**Exercise requirements**:
The word to look for is "amount". Report every line of the entries below that has it.

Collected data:
::::::

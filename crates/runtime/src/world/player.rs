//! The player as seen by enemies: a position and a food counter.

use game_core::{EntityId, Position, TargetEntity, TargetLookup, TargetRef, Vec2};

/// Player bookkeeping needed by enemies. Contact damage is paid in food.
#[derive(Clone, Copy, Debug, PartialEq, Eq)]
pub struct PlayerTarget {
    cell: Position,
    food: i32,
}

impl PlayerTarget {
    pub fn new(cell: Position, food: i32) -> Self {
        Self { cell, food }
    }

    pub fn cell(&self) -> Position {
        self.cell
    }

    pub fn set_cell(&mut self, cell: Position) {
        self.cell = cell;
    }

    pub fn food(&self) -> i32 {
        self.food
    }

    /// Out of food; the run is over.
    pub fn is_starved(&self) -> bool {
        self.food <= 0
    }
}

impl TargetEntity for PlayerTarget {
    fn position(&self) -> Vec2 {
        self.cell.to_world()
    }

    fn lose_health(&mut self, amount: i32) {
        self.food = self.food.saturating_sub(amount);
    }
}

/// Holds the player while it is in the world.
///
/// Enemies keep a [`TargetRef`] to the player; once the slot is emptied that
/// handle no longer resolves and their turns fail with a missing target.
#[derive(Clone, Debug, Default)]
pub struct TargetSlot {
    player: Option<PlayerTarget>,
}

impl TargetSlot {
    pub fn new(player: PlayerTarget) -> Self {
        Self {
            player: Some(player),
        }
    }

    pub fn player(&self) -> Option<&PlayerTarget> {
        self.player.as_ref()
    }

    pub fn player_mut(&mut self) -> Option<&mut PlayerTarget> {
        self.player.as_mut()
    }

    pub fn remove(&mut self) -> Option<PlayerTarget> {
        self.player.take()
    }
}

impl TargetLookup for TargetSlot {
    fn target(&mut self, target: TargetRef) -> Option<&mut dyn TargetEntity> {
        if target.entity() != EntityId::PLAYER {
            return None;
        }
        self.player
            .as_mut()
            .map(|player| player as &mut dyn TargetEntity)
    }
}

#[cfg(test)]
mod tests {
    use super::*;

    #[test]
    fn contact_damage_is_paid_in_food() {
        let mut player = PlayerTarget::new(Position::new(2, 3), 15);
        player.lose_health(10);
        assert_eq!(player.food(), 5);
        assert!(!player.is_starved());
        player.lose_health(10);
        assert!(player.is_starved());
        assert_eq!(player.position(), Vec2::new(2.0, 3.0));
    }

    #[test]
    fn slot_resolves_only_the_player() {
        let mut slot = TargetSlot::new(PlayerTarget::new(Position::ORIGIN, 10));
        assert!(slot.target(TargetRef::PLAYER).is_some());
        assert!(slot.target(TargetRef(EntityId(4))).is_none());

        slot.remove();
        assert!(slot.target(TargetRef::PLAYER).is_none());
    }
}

::::::

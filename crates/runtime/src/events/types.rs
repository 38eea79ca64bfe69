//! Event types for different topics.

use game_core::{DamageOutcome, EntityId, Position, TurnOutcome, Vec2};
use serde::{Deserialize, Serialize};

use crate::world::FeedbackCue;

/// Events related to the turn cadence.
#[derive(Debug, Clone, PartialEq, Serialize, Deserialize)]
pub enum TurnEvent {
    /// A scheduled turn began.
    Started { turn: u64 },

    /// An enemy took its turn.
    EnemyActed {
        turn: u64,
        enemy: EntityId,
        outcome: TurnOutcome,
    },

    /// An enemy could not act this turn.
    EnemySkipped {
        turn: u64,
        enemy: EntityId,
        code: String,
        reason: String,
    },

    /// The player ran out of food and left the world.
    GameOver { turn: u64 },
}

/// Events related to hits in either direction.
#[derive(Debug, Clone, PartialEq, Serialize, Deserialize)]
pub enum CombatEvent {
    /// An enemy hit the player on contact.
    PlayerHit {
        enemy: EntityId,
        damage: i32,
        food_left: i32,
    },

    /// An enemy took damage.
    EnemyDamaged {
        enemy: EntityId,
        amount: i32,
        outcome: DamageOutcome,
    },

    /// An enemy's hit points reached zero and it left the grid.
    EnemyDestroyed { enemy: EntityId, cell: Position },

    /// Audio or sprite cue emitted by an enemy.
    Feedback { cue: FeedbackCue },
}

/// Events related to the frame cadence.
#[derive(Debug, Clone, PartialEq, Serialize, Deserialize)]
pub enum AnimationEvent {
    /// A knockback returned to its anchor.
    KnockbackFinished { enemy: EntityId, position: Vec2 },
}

::::::

**Written solution**:
    fn lose_health(&mut self, amount: i32) {
        self.food = self.food.saturating_sub(amount);
        amount: i32,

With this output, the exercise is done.